In discussing the HHS mandate, I’ve often used hypotheticals involving kosher delis to illustrate the absurdity of the Obama administration’s position that businesses and their owners lose their religious-liberty rights when they incorporate. If recent news from Denmark is any indication, such hypotheticals might be more real than I imagined.

According to this article, Denmark now bans the religious slaughter of animals for the production of kosher and halal meat. A Danish minister defended the ban on the ground that “animal rights come before religion.” (Never mind that Denmark’s supposed concern for animal rights did not prevent the Copenhagen Zoo from killing a healthy young giraffe zebra and feeding it to the lions in front of a crowd of children.)

Under the Obama administration’s position, corporations and their owners have no cognizable religious-liberty rights, under either the federal Religious Freedom Restoration Act or the Free Exercise Clause, against restrictions imposed directly on the corporations. Thus, if that position were correct, a corporation that sold kosher or halal meats for religious uses could be barred by the federal government from engaging in the religious slaughter of animals central to its business.

Update: According to this comprehensive post by law professor Robert J. Delahunty on the matter, “several other western European nations, including Norway, Sweden, Iceland, Poland and Switzerland,” also ban ritual slaughter.
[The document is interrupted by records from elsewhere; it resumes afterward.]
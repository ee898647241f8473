//! Dataflow artifacts computed by the scanning engine
//!
//! Detected data types, third-party components and per-file processing
//! errors are carried through to the cloud report unchanged.

use serde::{Deserialize, Serialize};

/// Source location a detector matched at
#[derive(Debug, Clone, PartialEq, Serialize, Deserialize)]
pub struct Location {
    pub filename: String,
    pub line_number: usize,
}

/// One detector's evidence for a data type
#[derive(Debug, Clone, PartialEq, Serialize, Deserialize)]
pub struct DataTypeDetector {
    pub name: String,
    #[serde(default)]
    pub locations: Vec<Location>,
}

/// A category of sensitive data observed in the codebase
#[derive(Debug, Clone, PartialEq, Serialize, Deserialize)]
pub struct DataType {
    pub name: String,
    #[serde(default)]
    pub detectors: Vec<DataTypeDetector>,
}

/// A third-party component (database, API, dependency) the code talks to
#[derive(Debug, Clone, PartialEq, Serialize, Deserialize)]
pub struct Component {
    pub name: String,

    #[serde(rename = "type")]
    pub component_type: String,

    #[serde(default)]
    pub sub_type: Option<String>,

    #[serde(default)]
    pub locations: Vec<Location>,
}

/// A file the engine failed to process
#[derive(Debug, Clone, PartialEq, Serialize, Deserialize)]
pub struct ProcessingError {
    pub filename: String,
    pub message: String,
}

/// Dataflow section of the scan results document
#[derive(Debug, Clone, Default, PartialEq, Serialize, Deserialize)]
pub struct Dataflow {
    #[serde(default)]
    pub data_types: Vec<DataType>,

    #[serde(default)]
    pub components: Vec<Component>,

    #[serde(default)]
    pub errors: Vec<ProcessingError>,
}
//! Command-line interface for Beacon
//!
//! This module provides the main CLI structure and command handling for
//! Beacon. It uses clap for argument parsing and keeps each command in
//! its own module.

use anyhow::Result;
use clap::{CommandFactory, Parser, Subcommand};

pub mod commands;
mod output;

pub use output::Output;

/// Beacon - Scan report packaging and cloud delivery
#[derive(Parser)]
#[command(author, version, about, long_about = None)]
#[command(propagate_version = true)]
pub struct Cli {
    /// Run as if started in <DIR> instead of current working directory
    #[arg(short = 'C', long = "directory", global = true)]
    pub directory: Option<String>,

    /// Configuration file path
    #[arg(long, value_name = "FILE", global = true)]
    pub config: Option<String>,

    /// Increase verbosity (can be repeated)
    #[arg(short, long, action = clap::ArgAction::Count, global = true)]
    pub verbose: u8,

    /// Suppress non-error output
    #[arg(short, long, global = true)]
    pub quiet: bool,

    #[command(subcommand)]
    pub command: Option<Commands>,
}

/// Available commands
#[derive(Subcommand)]
pub enum Commands {
    /// Package a scan's results and deliver them to the cloud
    Send(commands::send::SendArgs),
    /// Package a scan's results into a local artifact without uploading
    Package(commands::package::PackageArgs),
    /// Show version information
    Version,
}

impl Cli {
    /// Execute the CLI command
    pub fn run(self) -> Result<()> {
        // Change directory if specified
        if let Some(dir) = &self.directory {
            std::env::set_current_dir(dir)?;
        }

        // Set up logging based on verbosity
        setup_logging(self.verbose, self.quiet);

        let output = Output::new(self.verbose > 0, self.quiet);

        match self.command {
            Some(Commands::Send(args)) => {
                commands::send::execute(args, self.config.as_deref(), &output)
            }
            Some(Commands::Package(args)) => {
                commands::package::execute(args, self.config.as_deref(), &output)
            }
            Some(Commands::Version) => commands::version::execute(&output),
            None => {
                // Show help when no command is provided
                let mut cmd = Cli::command();
                cmd.print_help()?;
                Ok(())
            }
        }
    }
}

fn setup_logging(verbose: u8, quiet: bool) {
    if quiet {
        return;
    }

    let filter = tracing_subscriber::EnvFilter::try_from_default_env().unwrap_or_else(|_| {
        match verbose {
            0 => tracing_subscriber::EnvFilter::new("warn"),
            1 => tracing_subscriber::EnvFilter::new("info"),
            2 => tracing_subscriber::EnvFilter::new("debug"),
            _ => tracing_subscriber::EnvFilter::new("trace"),
        }
    });

    tracing_subscriber::fmt()
        .with_env_filter(filter)
        .with_target(false)
        .init();
}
Pointing out that various Nordic countries are exploring a ban on ritual circumcision, Delahunty suggests that these bans are motivated by an “underlying desire to purge Nordic and other European societies of unwelcome Jewish and Muslim populations.”

Update #2: A reader calls to my attention the excellent amicus brief submitted by Nathan Lewin on behalf of the National Jewish Commission on Law and Public Affairs, which more fully develops the points in my closing paragraph.